§ **Exercise description**:
Give again, word for word, every line in the entries below from the line with "period ends before" up to and including the line with "each period as", and no other line.

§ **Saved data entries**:
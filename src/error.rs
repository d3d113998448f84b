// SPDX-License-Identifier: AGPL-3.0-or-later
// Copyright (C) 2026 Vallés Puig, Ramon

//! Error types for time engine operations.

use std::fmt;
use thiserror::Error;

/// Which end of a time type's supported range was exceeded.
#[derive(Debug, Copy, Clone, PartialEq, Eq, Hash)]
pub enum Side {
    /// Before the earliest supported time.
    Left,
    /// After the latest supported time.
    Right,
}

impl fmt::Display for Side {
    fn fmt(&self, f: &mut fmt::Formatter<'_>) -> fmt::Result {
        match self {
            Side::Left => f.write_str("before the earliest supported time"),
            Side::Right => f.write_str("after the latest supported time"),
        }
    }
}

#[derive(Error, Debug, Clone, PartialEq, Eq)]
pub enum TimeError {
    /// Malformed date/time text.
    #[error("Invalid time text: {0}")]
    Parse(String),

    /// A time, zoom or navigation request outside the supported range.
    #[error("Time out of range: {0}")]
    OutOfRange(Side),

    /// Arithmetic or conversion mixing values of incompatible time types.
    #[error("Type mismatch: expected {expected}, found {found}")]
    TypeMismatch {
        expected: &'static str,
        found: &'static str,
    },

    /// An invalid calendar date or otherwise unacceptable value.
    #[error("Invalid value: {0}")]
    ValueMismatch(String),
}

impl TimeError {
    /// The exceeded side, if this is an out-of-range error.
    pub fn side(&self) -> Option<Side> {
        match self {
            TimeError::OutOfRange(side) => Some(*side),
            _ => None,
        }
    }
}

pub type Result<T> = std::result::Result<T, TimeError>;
--
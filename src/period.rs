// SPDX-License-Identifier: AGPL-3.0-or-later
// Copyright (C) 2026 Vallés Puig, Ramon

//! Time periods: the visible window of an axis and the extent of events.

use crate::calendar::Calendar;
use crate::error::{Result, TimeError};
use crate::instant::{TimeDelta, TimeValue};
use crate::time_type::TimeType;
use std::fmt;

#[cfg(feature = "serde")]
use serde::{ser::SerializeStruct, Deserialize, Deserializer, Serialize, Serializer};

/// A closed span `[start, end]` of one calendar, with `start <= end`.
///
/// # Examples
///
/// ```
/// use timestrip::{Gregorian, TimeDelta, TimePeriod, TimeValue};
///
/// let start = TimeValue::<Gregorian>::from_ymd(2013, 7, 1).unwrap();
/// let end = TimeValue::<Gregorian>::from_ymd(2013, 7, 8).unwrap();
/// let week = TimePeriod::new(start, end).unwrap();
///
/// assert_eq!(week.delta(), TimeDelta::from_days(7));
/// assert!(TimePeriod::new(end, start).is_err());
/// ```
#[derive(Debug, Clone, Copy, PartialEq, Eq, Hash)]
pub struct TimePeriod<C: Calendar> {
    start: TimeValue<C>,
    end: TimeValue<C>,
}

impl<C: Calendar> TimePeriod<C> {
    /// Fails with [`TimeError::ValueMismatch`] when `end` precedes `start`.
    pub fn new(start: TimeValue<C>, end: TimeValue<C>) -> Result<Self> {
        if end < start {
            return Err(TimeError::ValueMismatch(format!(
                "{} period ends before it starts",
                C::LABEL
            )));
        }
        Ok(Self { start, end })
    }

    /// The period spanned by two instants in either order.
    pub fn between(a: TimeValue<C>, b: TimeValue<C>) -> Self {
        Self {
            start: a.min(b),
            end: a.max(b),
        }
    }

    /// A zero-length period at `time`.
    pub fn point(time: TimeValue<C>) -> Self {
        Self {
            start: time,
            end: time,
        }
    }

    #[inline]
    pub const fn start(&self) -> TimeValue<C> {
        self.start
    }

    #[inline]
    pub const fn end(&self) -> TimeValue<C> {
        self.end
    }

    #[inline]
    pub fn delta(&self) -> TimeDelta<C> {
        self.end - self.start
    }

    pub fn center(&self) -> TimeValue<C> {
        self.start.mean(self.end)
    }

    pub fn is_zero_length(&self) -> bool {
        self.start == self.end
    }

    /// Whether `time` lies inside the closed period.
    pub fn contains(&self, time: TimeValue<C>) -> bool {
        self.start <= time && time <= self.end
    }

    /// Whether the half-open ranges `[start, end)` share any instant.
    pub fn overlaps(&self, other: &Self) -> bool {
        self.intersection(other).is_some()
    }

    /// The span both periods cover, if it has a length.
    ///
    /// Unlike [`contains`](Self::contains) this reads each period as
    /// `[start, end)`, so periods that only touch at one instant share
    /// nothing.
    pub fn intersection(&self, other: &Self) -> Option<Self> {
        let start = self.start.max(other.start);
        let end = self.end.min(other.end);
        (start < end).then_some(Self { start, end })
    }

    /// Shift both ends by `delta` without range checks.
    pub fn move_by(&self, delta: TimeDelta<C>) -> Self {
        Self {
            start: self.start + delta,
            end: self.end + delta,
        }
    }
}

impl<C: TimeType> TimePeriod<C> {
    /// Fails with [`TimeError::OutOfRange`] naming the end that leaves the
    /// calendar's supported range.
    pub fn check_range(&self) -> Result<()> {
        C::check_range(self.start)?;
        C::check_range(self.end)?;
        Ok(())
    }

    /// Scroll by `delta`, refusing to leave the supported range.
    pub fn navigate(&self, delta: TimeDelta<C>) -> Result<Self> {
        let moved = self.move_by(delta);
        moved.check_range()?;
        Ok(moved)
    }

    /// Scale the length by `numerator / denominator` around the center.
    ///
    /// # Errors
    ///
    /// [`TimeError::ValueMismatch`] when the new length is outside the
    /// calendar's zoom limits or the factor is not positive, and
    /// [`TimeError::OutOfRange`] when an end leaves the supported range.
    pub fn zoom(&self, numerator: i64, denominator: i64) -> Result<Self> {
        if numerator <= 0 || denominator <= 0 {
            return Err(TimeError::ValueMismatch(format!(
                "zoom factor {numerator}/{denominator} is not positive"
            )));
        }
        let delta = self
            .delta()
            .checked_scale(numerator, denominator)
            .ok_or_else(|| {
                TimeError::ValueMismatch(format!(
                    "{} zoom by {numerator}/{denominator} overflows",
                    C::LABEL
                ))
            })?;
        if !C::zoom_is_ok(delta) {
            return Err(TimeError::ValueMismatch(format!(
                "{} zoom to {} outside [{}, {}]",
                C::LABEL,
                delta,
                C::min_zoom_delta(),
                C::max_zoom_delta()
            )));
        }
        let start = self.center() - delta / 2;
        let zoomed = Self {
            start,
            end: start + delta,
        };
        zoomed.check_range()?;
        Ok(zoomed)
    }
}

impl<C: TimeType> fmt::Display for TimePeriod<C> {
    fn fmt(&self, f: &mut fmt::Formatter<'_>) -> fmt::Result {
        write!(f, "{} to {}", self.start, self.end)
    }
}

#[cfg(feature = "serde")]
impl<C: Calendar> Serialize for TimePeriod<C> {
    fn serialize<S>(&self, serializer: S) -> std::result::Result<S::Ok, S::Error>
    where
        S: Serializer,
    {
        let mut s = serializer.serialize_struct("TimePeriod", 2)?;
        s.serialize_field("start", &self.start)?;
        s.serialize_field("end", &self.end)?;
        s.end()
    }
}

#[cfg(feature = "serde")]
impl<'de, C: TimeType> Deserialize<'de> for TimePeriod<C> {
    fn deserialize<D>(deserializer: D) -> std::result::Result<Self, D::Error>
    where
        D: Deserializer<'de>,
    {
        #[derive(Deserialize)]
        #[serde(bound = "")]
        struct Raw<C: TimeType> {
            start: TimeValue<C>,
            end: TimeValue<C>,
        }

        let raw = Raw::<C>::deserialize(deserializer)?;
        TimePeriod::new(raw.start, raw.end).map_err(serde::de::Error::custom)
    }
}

§ **Result for this task**:
                "{} period ends before it starts",
                C::LABEL
            )));
        }
        Ok(Self { start, end })
    }

    /// The period spanned by two instants in either order.
    pub fn between(a: TimeValue<C>, b: TimeValue<C>) -> Self {
        Self {
            start: a.min(b),
            end: a.max(b),
        }
    }

    /// A zero-length period at `time`.
    pub fn point(time: TimeValue<C>) -> Self {
        Self {
            start: time,
            end: time,
        }
    }

    #[inline]
    pub const fn start(&self) -> TimeValue<C> {
        self.start
    }

    #[inline]
    pub const fn end(&self) -> TimeValue<C> {
        self.end
    }

    #[inline]
    pub fn delta(&self) -> TimeDelta<C> {
        self.end - self.start
    }

    pub fn center(&self) -> TimeValue<C> {
        self.start.mean(self.end)
    }

    pub fn is_zero_length(&self) -> bool {
        self.start == self.end
    }

    /// Whether `time` lies inside the closed period.
    pub fn contains(&self, time: TimeValue<C>) -> bool {
        self.start <= time && time <= self.end
    }

    /// Whether the half-open ranges `[start, end)` share any instant.
    pub fn overlaps(&self, other: &Self) -> bool {
        self.intersection(other).is_some()
    }

    /// The span both periods cover, if it has a length.
    ///
    /// Unlike [`contains`](Self::contains) this reads each period as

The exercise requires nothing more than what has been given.